I've been driving up to San Francisco this week from the south bay which has provided a nice test for the new .139 release. Long story short, if torque sleep is working, the impact is not perceptible - or at least it is not affected by the range mode setting.
A bit more detail - for those not in the bay area, going from Mountain View to San Francisco on 101 is a 40 mile mostly a flat drive. On my old S85, a drive to the city would probably be in the range of 300Wh/mile depending on speed. On Monday, when I drove up (on firmware .113, range mode off), I was getting roughly 330 Wh/mile. During the time that I drove there was little traffic, and I mostly used TACC at around 70-72 mph.

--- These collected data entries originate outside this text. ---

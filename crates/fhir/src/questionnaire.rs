//! Questionnaire templates and completed QuestionnaireResponse resources.
//!
//! The form widget owns the structure of both; the client only locates the template inside
//! whatever the server returned and fills in two references on the completed response.

use crate::{FhirError, FhirResult};
use serde_json::{json, Map, Value};

/// A Questionnaire resource ready to hand to the form widget.
#[derive(Clone, Debug, PartialEq)]
pub struct QuestionnaireTemplate {
    resource: Value,
}

impl QuestionnaireTemplate {
    /// Locate a Questionnaire in a fetched resource.
    ///
    /// Accepts a Questionnaire directly, or a search Bundle whose first Questionnaire entry is
    /// used. Returns `None` when neither is present.
    pub fn locate(fetched: &Value) -> Option<Self> {
        match fetched.get("resourceType").and_then(Value::as_str) {
            Some("Questionnaire") => Some(Self {
                resource: fetched.clone(),
            }),
            Some("Bundle") => fetched
                .get("entry")
                .and_then(Value::as_array)?
                .iter()
                .filter_map(|entry| entry.get("resource"))
                .find(|r| r.get("resourceType").and_then(Value::as_str) == Some("Questionnaire"))
                .map(|r| Self {
                    resource: r.clone(),
                }),
            _ => None,
        }
    }

    pub fn id(&self) -> Option<&str> {
        self.resource.get("id").and_then(Value::as_str)
    }

    pub fn title(&self) -> Option<&str> {
        self.resource
            .get("title")
            .or_else(|| self.resource.get("name"))
            .and_then(Value::as_str)
    }

    /// `Questionnaire/{id}`, when the template carries an id.
    pub fn reference(&self) -> Option<String> {
        self.id().map(|id| format!("Questionnaire/{id}"))
    }

    pub fn as_value(&self) -> &Value {
        &self.resource
    }
}

/// A completed QuestionnaireResponse as produced by the form widget.
///
/// The content is opaque; construction only checks that it is a JSON object of the right
/// resource type.
#[derive(Clone, Debug, PartialEq)]
pub struct QuestionnaireResponse(Map<String, Value>);

impl QuestionnaireResponse {
    pub const RESOURCE_TYPE: &'static str = "QuestionnaireResponse";

    /// Wrap a widget-produced value.
    ///
    /// # Errors
    ///
    /// Returns [`FhirError::InvalidInput`] for non-objects and
    /// [`FhirError::UnexpectedResourceType`] when `resourceType` names another resource.
    pub fn from_value(value: Value) -> FhirResult<Self> {
        let Value::Object(map) = value else {
            return Err(FhirError::InvalidInput(
                "QuestionnaireResponse must be a JSON object".into(),
            ));
        };

        match map.get("resourceType") {
            None => {}
            Some(Value::String(rt)) if rt == Self::RESOURCE_TYPE => {}
            Some(other) => {
                return Err(FhirError::UnexpectedResourceType {
                    expected: Self::RESOURCE_TYPE.into(),
                    actual: other.as_str().unwrap_or("<non-string>").to_string(),
                })
            }
        }

        Ok(Self(map))
    }

    /// Parse from JSON text, e.g. a file saved from the widget.
    pub fn parse(text: &str) -> FhirResult<Self> {
        Self::from_value(serde_json::from_str(text)?)
    }

    /// Set `questionnaire` unless the widget already filled it.
    pub fn set_questionnaire_if_absent(&mut self, reference: &str) {
        self.0
            .entry("questionnaire")
            .or_insert_with(|| Value::String(reference.to_string()));
    }

    /// Set `subject` to `Patient/{patient_id}` unless already present.
    pub fn set_subject_if_absent(&mut self, patient_id: &str) {
        self.0
            .entry("subject")
            .or_insert_with(|| json!({ "reference": format!("Patient/{patient_id}") }));
    }

    pub fn questionnaire(&self) -> Option<&str> {
        self.0.get("questionnaire").and_then(Value::as_str)
    }

    pub fn subject_reference(&self) -> Option<&str> {
        self.0
            .get("subject")
            .and_then(|s| s.get("reference"))
            .and_then(Value::as_str)
    }

    pub fn as_map(&self) -> &Map<String, Value> {
        &self.0
    }

    pub fn into_value(self) -> Value {
        Value::Object(self.0)
    }
}

impl serde::Serialize for QuestionnaireResponse {
    fn serialize<S>(&self, serializer: S) -> Result<S::Ok, S::Error>
    where
        S: serde::Serializer,
    {
        self.0.serialize(serializer)
    }
}

#[cfg(test)]
mod tests {
    use super::*;

    #[test]
    fn locates_questionnaire_in_search_bundle() {
        let bundle = json!({
            "resourceType": "Bundle",
            "entry": [
                { "resource": { "resourceType": "OperationOutcome" } },
                { "resource": { "resourceType": "Questionnaire", "id": "q1", "title": "PHQ-2" } }
            ]
        });
        let template = QuestionnaireTemplate::locate(&bundle).expect("template");
        assert_eq!(template.id(), Some("q1"));
        assert_eq!(template.title(), Some("PHQ-2"));
        assert_eq!(template.reference().as_deref(), Some("Questionnaire/q1"));
    }

    #[test]
    fn empty_bundle_has_no_template() {
        let bundle = json!({ "resourceType": "Bundle", "total": 0 });
        assert!(QuestionnaireTemplate::locate(&bundle).is_none());
        assert!(QuestionnaireTemplate::locate(&json!({ "resourceType": "Patient" })).is_none());
    }

    #[test]
    fn response_accepts_missing_resource_type_and_rejects_others() {
        assert!(QuestionnaireResponse::from_value(json!({ "status": "completed" })).is_ok());
        assert!(matches!(
            QuestionnaireResponse::from_value(json!({ "resourceType": "Patient" })),
            Err(FhirError::UnexpectedResourceType { .. })
        ));
        assert!(matches!(
            QuestionnaireResponse::from_value(json!("text")),
            Err(FhirError::InvalidInput(_))
        ));
    }

    #[test]
    fn references_are_only_filled_when_absent() {
        let mut response = QuestionnaireResponse::from_value(json!({
            "resourceType": "QuestionnaireResponse",
            "status": "completed",
            "questionnaire": "Questionnaire/from-widget"
        }))
        .unwrap();

        response.set_questionnaire_if_absent("Questionnaire/other");
        response.set_subject_if_absent("p1");

        assert_eq!(response.questionnaire(), Some("Questionnaire/from-widget"));
        assert_eq!(response.subject_reference(), Some("Patient/p1"));
    }

    #[test]
    fn serializes_content_unchanged() {
        let input = json!({
            "resourceType": "QuestionnaireResponse",
            "item": [{ "linkId": "1", "answer": [{ "valueBoolean": true }] }]
        });
        let response = QuestionnaireResponse::from_value(input.clone()).unwrap();
        assert_eq!(serde_json::to_value(&response).unwrap(), input);
    }
}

Last night I got the .139 update, and did the same drive to the city - this time with range mode on. Again, little traffic, TACC on at 72mph. I averaged about 328 Wh/mile. Well within the likely measurement error of my test, definitely not a 10% improvement.
During the ride I switched range mode off a couple of times over a 2 mile period to see if on the energy consumption chart I could see a difference - no change. Another poster on TMC suggested a perceptible difference in motor noise - I did not pick this up, though 101 has a very hard surface and is quite noisy with 21" wheels.

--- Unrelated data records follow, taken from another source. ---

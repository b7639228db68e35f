//! Session and view state, one per browser.
//!
//! A [`Session`] is created by the sign-in callback, filled once by the token exchange and
//! cleared on logout. What the user sees is derived from it as a [`ViewState`], so a form
//! panel without a token cannot be represented. [`SessionRegistry`] keys sessions by an
//! opaque id that the web layer keeps in a cookie.

use chrono::{DateTime, Utc};
use fhir::ResourceKind;
use serde_json::Value;
use smart_types::{AccessToken, NonEmptyText};
use std::collections::HashMap;
use std::sync::Arc;
use tokio::sync::RwLock;

/// Which section of the signed-in view is expanded.
#[derive(Clone, Copy, Debug, Default, PartialEq, Eq)]
pub enum Panel {
    #[default]
    Summary,
    Profile,
    Questionnaire,
}

impl Panel {
    pub fn as_str(self) -> &'static str {
        match self {
            Panel::Summary => "summary",
            Panel::Profile => "profile",
            Panel::Questionnaire => "questionnaire",
        }
    }

    pub fn parse(value: &str) -> Option<Self> {
        match value {
            "summary" => Some(Panel::Summary),
            "profile" => Some(Panel::Profile),
            "questionnaire" => Some(Panel::Questionnaire),
            _ => None,
        }
    }
}

/// What the user is currently shown.
#[derive(Clone, Copy, Debug, PartialEq, Eq)]
pub enum ViewState {
    /// No authorization code yet: show the sign-in affordance.
    SignedOut,
    /// A code arrived but no token was obtained. Patient data stays hidden.
    AwaitingToken,
    /// Token present.
    SignedIn(Panel),
}

/// Token details kept alongside the access token.
#[derive(Clone, Debug, Default, PartialEq, Eq)]
pub struct TokenMetadata {
    pub token_type: Option<String>,
    pub scope: Option<String>,
    pub expires_in: Option<u64>,
    /// OpenID Connect identity token, when `openid` was granted.
    pub id_token: Option<String>,
    pub obtained_at: Option<DateTime<Utc>>,
}

/// Raw resources fetched after sign-in. A failed fetch leaves its slot empty.
#[derive(Clone, Debug, Default, PartialEq)]
pub struct FetchedResources {
    pub patient: Option<Value>,
    pub questionnaire: Option<Value>,
    pub care_plan: Option<Value>,
}

impl FetchedResources {
    pub fn get(&self, kind: ResourceKind) -> Option<&Value> {
        match kind {
            ResourceKind::Patient => self.patient.as_ref(),
            ResourceKind::Questionnaire => self.questionnaire.as_ref(),
            ResourceKind::CarePlan => self.care_plan.as_ref(),
            ResourceKind::QuestionnaireResponse => None,
        }
    }

    pub fn set(&mut self, kind: ResourceKind, value: Value) {
        match kind {
            ResourceKind::Patient => self.patient = Some(value),
            ResourceKind::Questionnaire => self.questionnaire = Some(value),
            ResourceKind::CarePlan => self.care_plan = Some(value),
            ResourceKind::QuestionnaireResponse => {
                tracing::warn!("ignoring QuestionnaireResponse in fetched resources");
            }
        }
    }

    pub fn is_empty(&self) -> bool {
        self.patient.is_none() && self.questionnaire.is_none() && self.care_plan.is_none()
    }
}

/// Per-user sign-in state.
#[derive(Clone, Debug, Default)]
pub struct Session {
    /// `state` value sent with the authorize request, awaiting the callback.
    pub pending_state: Option<String>,
    pub authorization_code: Option<NonEmptyText>,
    pub access_token: Option<AccessToken>,
    pub patient_id: Option<NonEmptyText>,
    pub token: TokenMetadata,
    pub resources: FetchedResources,
    pub panel: Panel,
}

impl Session {
    pub fn view_state(&self) -> ViewState {
        match (&self.authorization_code, &self.access_token) {
            (_, Some(_)) => ViewState::SignedIn(self.panel),
            (Some(_), None) => ViewState::AwaitingToken,
            (None, None) => ViewState::SignedOut,
        }
    }

    /// Token and patient id, when both are present.
    pub fn credentials(&self) -> Option<(&AccessToken, &NonEmptyText)> {
        self.access_token.as_ref().zip(self.patient_id.as_ref())
    }
}

/// Shared handle to the session, cheap to clone into request handlers.
#[derive(Clone, Debug, Default)]
pub struct SessionStore {
    inner: Arc<RwLock<Session>>,
}

impl SessionStore {
    pub fn new() -> Self {
        Self::default()
    }

    /// A copy of the current session for rendering.
    pub async fn snapshot(&self) -> Session {
        self.inner.read().await.clone()
    }

    /// Apply `f` to the session under the write lock.
    pub async fn update<R>(&self, f: impl FnOnce(&mut Session) -> R) -> R {
        let mut session = self.inner.write().await;
        f(&mut session)
    }

    /// Drop everything, returning to [`ViewState::SignedOut`].
    pub async fn clear(&self) {
        *self.inner.write().await = Session::default();
    }
}

/// Sessions keyed by browser session id.
#[derive(Clone, Debug, Default)]
pub struct SessionRegistry {
    inner: Arc<RwLock<HashMap<String, SessionStore>>>,
}

impl SessionRegistry {
    pub fn new() -> Self {
        Self::default()
    }

    pub async fn get(&self, id: &str) -> Option<SessionStore> {
        self.inner.read().await.get(id).cloned()
    }

    /// The session for `id`, or a new session under a fresh id when `id` is absent or unknown.
    pub async fn get_or_create(&self, id: Option<&str>) -> (String, SessionStore) {
        let mut sessions = self.inner.write().await;
        if let Some(id) = id {
            if let Some(store) = sessions.get(id) {
                return (id.to_owned(), store.clone());
            }
        }
        let id = uuid::Uuid::new_v4().simple().to_string();
        let store = SessionStore::new();
        sessions.insert(id.clone(), store.clone());
        (id, store)
    }

    pub async fn remove(&self, id: &str) -> Option<SessionStore> {
        self.inner.write().await.remove(id)
    }
}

Overall, I'm not surprised. I would expect Tesla to confirm in the release notes the fact that torque sleep is in fact active. If this is the famed torque sleep release, then we're all in for some big disappointments.

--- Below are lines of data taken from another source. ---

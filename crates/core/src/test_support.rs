//! In-process fake OAuth/FHIR server for tests.
//!
//! Binds an axum router to `127.0.0.1:0`, answers configured paths with canned replies and
//! records every request it sees.

use crate::{ConfigValues, SmartConfig};
use axum::{
    extract::State,
    http::{header, HeaderMap, Method, StatusCode, Uri},
    response::{IntoResponse, Response},
    Router,
};
use serde_json::Value;
use std::collections::HashMap;
use std::sync::{Arc, Mutex};

#[derive(Clone, Debug)]
pub(crate) struct RecordedRequest {
    pub method: String,
    pub path: String,
    pub query: Option<String>,
    pub content_type: Option<String>,
    pub authorization: Option<String>,
    pub accept: Option<String>,
    pub body: String,
}

impl RecordedRequest {
    /// Decode an `application/x-www-form-urlencoded` body.
    pub fn form(&self) -> HashMap<String, String> {
        url::form_urlencoded::parse(self.body.as_bytes())
            .into_owned()
            .collect()
    }
}

#[derive(Clone, Debug)]
pub(crate) struct Reply {
    status: u16,
    body: Option<Value>,
    location: Option<String>,
}

impl Reply {
    pub fn json(status: u16, body: Value) -> Self {
        Self {
            status,
            body: Some(body),
            location: None,
        }
    }

    pub fn empty(status: u16) -> Self {
        Self {
            status,
            body: None,
            location: None,
        }
    }

    pub fn with_location(mut self, location: &str) -> Self {
        self.location = Some(location.to_string());
        self
    }
}

#[derive(Clone)]
struct FakeState {
    routes: Arc<HashMap<String, Reply>>,
    requests: Arc<Mutex<Vec<RecordedRequest>>>,
}

pub(crate) struct FakeServer {
    base: String,
    requests: Arc<Mutex<Vec<RecordedRequest>>>,
}

impl FakeServer {
    /// Start a server answering `routes` (path → reply). Unknown paths get 404.
    pub async fn start(routes: Vec<(&str, Reply)>) -> Self {
        let requests = Arc::new(Mutex::new(Vec::new()));
        let state = FakeState {
            routes: Arc::new(
                routes
                    .into_iter()
                    .map(|(path, reply)| (path.to_string(), reply))
                    .collect(),
            ),
            requests: requests.clone(),
        };

        let app = Router::new().fallback(record).with_state(state);
        let listener = tokio::net::TcpListener::bind("127.0.0.1:0")
            .await
            .expect("bind fake server");
        let addr = listener.local_addr().expect("fake server address");
        tokio::spawn(async move {
            axum::serve(listener, app).await.expect("fake server");
        });

        Self {
            base: format!("http://{addr}"),
            requests,
        }
    }

    pub fn url(&self, path: &str) -> String {
        format!("{}{}", self.base, path)
    }

    pub fn requests(&self) -> Vec<RecordedRequest> {
        self.requests.lock().expect("requests lock").clone()
    }

    pub fn requests_to(&self, path: &str) -> Vec<RecordedRequest> {
        self.requests()
            .into_iter()
            .filter(|r| r.path == path)
            .collect()
    }
}

async fn record(
    State(state): State<FakeState>,
    method: Method,
    uri: Uri,
    headers: HeaderMap,
    body: String,
) -> Response {
    let header_value = |name: header::HeaderName| {
        headers
            .get(name)
            .and_then(|v| v.to_str().ok())
            .map(str::to_string)
    };

    state
        .requests
        .lock()
        .expect("requests lock")
        .push(RecordedRequest {
            method: method.to_string(),
            path: uri.path().to_string(),
            query: uri.query().map(str::to_string),
            content_type: header_value(header::CONTENT_TYPE),
            authorization: header_value(header::AUTHORIZATION),
            accept: header_value(header::ACCEPT),
            body,
        });

    let Some(reply) = state.routes.get(uri.path()) else {
        return StatusCode::NOT_FOUND.into_response();
    };

    let status = StatusCode::from_u16(reply.status).expect("valid status");
    let mut response = match &reply.body {
        Some(body) => (status, axum::Json(body.clone())).into_response(),
        None => status.into_response(),
    };
    if let Some(location) = &reply.location {
        response.headers_mut().insert(
            header::LOCATION,
            location.parse().expect("valid location header"),
        );
    }
    response
}

/// Config pointing every endpoint at `server`.
pub(crate) fn test_config(server: &FakeServer) -> SmartConfig {
    test_config_with(server, ConfigValues::default())
}

pub(crate) fn test_config_with(server: &FakeServer, values: ConfigValues) -> SmartConfig {
    SmartConfig::resolve(ConfigValues {
        client_id: Some("test-client".into()),
        authorize_url: Some(server.url("/oauth2/authorize")),
        token_url: Some(server.url("/oauth2/token")),
        fhir_base_url: Some(server.url("/fhir/R4/")),
        ..values
    })
    .expect("test config")
}
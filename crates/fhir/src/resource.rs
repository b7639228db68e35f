//! Resource kinds the client reads or writes, and FHIR id validation.

use crate::{FhirError, FhirResult};
use std::str::FromStr;

/// Media type for FHIR JSON request and response bodies.
pub const FHIR_JSON_CONTENT_TYPE: &str = "application/fhir+json";

/// Maximum length of a FHIR logical id.
const MAX_ID_LEN: usize = 64;

/// FHIR resource types this client talks to.
#[derive(Clone, Copy, Debug, PartialEq, Eq, Hash)]
pub enum ResourceKind {
    Patient,
    Questionnaire,
    CarePlan,
    QuestionnaireResponse,
}

impl ResourceKind {
    /// Resource kinds that are fetched after sign-in, in display order.
    pub const READABLE: [ResourceKind; 3] = [
        ResourceKind::Patient,
        ResourceKind::Questionnaire,
        ResourceKind::CarePlan,
    ];

    /// The FHIR `resourceType` name, which is also the REST path segment.
    pub fn as_str(self) -> &'static str {
        match self {
            ResourceKind::Patient => "Patient",
            ResourceKind::Questionnaire => "Questionnaire",
            ResourceKind::CarePlan => "CarePlan",
            ResourceKind::QuestionnaireResponse => "QuestionnaireResponse",
        }
    }

    /// Parse a comma-separated list such as `Patient, CarePlan`.
    ///
    /// Blank entries are skipped and duplicates collapse onto their first occurrence.
    ///
    /// # Errors
    ///
    /// Returns [`FhirError::UnknownResourceKind`] for any entry that is not a known kind.
    pub fn parse_list(input: &str) -> FhirResult<Vec<ResourceKind>> {
        let mut kinds = Vec::new();
        for part in input.split(',').map(str::trim).filter(|p| !p.is_empty()) {
            let kind = part.parse::<ResourceKind>()?;
            if !kinds.contains(&kind) {
                kinds.push(kind);
            }
        }
        Ok(kinds)
    }
}

impl std::fmt::Display for ResourceKind {
    fn fmt(&self, f: &mut std::fmt::Formatter<'_>) -> std::fmt::Result {
        f.write_str(self.as_str())
    }
}

impl FromStr for ResourceKind {
    type Err = FhirError;

    fn from_str(s: &str) -> Result<Self, Self::Err> {
        match s {
            "Patient" => Ok(ResourceKind::Patient),
            "Questionnaire" => Ok(ResourceKind::Questionnaire),
            "CarePlan" => Ok(ResourceKind::CarePlan),
            "QuestionnaireResponse" => Ok(ResourceKind::QuestionnaireResponse),
            other => Err(FhirError::UnknownResourceKind(other.to_string())),
        }
    }
}

/// Check that `id` is a FHIR logical id (`[A-Za-z0-9\-\.]{1,64}`).
///
/// Ids are interpolated into request paths, so anything else is rejected rather than
/// escaped.
pub fn validate_resource_id(id: &str) -> FhirResult<&str> {
    let valid = !id.is_empty()
        && id.len() <= MAX_ID_LEN
        && id
            .chars()
            .all(|c| c.is_ascii_alphanumeric() || c == '-' || c == '.');

    if valid {
        Ok(id)
    } else {
        Err(FhirError::InvalidResourceId(id.to_string()))
    }
}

One nice thing - I'm glad to see efficiency in the 325-330 Wh/m range. I don't do a lot of freeway driving and my average on my D has been 398 Wh/m over the 1200 miles I've had it (vs 348 for my S85 over 19k miles). Moreover, on 280 (same route as 101 but much more hilly), the efficiency didn't reduce that much. On my ride home last night, I got 345 Wh/m which is not bad. It seems that the D regens a lot more power than the S85 did.